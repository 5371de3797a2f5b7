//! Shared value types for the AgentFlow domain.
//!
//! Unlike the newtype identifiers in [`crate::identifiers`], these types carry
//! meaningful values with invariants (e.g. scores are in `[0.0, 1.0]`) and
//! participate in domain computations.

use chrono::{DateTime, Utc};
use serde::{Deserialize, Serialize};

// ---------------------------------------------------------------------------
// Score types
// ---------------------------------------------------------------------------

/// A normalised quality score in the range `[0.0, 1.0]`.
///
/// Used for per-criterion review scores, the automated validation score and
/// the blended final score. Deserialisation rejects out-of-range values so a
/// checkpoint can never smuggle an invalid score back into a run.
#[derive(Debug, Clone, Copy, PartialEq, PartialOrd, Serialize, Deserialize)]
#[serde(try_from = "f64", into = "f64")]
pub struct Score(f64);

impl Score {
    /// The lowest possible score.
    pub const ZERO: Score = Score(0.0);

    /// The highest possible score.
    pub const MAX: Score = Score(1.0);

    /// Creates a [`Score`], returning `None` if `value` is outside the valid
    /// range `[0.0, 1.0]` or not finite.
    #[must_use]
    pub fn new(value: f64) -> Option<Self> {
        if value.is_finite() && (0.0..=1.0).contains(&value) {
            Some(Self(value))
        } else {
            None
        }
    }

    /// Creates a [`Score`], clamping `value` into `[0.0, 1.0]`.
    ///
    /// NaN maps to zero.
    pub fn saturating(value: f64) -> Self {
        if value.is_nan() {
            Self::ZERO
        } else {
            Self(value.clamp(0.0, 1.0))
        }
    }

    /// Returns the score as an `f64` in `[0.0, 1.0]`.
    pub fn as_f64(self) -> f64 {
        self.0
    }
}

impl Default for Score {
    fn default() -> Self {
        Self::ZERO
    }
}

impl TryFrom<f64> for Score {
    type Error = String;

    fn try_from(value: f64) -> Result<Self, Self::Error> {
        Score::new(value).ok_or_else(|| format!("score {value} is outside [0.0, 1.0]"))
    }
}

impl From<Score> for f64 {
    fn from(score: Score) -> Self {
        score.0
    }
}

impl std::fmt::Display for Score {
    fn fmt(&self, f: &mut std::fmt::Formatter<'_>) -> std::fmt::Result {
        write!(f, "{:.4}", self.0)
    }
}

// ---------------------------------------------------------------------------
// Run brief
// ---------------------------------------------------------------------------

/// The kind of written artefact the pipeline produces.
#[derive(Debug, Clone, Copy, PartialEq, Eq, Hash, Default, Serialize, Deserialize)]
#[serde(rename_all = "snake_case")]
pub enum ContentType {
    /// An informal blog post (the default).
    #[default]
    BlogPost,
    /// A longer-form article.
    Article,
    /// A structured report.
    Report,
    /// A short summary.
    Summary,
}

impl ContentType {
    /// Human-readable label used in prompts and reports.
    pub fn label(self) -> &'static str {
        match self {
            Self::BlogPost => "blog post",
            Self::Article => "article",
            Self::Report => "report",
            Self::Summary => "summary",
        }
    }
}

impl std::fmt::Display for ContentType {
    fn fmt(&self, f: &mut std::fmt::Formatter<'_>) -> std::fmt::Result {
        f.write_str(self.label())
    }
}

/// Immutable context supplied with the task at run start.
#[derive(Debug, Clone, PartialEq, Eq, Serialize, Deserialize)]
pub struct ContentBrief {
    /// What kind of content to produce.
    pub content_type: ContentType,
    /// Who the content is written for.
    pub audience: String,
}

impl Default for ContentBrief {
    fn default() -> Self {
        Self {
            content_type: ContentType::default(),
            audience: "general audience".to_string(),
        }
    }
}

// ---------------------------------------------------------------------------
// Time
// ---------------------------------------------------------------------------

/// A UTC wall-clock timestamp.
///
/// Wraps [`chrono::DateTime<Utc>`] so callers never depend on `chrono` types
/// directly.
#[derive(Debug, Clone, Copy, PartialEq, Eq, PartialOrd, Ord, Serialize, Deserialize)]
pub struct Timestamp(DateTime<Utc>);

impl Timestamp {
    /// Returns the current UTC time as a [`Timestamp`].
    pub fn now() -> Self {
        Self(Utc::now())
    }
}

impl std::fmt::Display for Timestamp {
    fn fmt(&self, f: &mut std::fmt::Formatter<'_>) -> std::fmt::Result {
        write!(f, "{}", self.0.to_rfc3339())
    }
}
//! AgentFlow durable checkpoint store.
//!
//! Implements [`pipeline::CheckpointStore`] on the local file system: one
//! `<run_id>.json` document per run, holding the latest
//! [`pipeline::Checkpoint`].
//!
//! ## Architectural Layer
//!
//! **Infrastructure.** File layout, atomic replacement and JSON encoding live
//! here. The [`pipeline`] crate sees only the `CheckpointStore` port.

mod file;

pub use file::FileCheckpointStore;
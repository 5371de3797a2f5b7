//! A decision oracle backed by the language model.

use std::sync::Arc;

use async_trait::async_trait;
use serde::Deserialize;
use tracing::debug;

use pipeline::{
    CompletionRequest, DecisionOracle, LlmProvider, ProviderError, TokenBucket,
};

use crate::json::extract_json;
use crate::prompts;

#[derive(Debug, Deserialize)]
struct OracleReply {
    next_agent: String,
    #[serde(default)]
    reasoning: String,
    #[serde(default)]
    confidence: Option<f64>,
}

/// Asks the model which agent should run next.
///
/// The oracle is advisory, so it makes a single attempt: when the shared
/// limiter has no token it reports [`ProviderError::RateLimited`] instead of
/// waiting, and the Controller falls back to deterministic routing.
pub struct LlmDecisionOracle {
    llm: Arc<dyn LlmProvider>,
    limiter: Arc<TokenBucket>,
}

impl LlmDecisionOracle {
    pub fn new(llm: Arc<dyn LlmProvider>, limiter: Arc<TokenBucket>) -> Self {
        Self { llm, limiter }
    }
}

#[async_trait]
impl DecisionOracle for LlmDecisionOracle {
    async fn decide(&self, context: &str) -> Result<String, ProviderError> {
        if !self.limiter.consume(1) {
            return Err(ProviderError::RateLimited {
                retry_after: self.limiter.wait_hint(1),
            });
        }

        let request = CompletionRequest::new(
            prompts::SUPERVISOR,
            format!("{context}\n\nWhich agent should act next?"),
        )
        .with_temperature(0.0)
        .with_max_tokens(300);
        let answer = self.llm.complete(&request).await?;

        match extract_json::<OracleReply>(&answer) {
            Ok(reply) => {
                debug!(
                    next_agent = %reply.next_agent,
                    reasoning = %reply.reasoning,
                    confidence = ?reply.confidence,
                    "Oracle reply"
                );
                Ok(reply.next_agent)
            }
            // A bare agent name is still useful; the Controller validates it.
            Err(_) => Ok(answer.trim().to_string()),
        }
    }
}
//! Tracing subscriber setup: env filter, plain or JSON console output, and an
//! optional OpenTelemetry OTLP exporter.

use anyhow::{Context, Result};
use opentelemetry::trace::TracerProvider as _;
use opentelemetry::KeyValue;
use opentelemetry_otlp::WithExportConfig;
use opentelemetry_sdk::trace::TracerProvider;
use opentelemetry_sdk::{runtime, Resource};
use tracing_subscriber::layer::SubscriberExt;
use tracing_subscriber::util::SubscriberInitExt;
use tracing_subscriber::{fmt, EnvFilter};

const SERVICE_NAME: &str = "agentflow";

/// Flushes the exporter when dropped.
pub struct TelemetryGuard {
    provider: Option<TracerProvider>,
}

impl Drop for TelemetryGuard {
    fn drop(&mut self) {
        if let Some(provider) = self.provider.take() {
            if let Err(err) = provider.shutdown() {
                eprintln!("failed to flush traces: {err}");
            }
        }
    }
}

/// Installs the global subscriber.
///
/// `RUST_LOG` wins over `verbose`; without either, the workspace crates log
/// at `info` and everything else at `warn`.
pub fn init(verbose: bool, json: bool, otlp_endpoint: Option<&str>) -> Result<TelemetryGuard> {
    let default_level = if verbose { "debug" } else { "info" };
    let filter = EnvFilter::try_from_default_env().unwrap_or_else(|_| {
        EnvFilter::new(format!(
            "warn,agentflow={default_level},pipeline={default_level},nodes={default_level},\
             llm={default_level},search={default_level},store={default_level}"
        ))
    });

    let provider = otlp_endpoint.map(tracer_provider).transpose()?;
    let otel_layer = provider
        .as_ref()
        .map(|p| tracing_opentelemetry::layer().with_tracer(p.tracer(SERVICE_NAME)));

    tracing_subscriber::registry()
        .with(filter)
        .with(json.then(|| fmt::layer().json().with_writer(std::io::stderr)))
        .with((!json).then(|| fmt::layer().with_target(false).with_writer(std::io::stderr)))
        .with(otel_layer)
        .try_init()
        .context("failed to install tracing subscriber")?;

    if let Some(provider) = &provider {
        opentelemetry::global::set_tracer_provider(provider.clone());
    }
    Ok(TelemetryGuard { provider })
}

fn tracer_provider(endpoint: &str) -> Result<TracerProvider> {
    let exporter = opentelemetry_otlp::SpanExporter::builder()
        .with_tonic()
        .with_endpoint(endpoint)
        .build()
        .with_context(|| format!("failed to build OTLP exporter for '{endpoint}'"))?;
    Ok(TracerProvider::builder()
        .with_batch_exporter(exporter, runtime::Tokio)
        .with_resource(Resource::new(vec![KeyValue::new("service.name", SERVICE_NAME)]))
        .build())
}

[Task goal]
Across the records above, count the lines holding "PartialOrd" and write down only that count.

[Your response]
2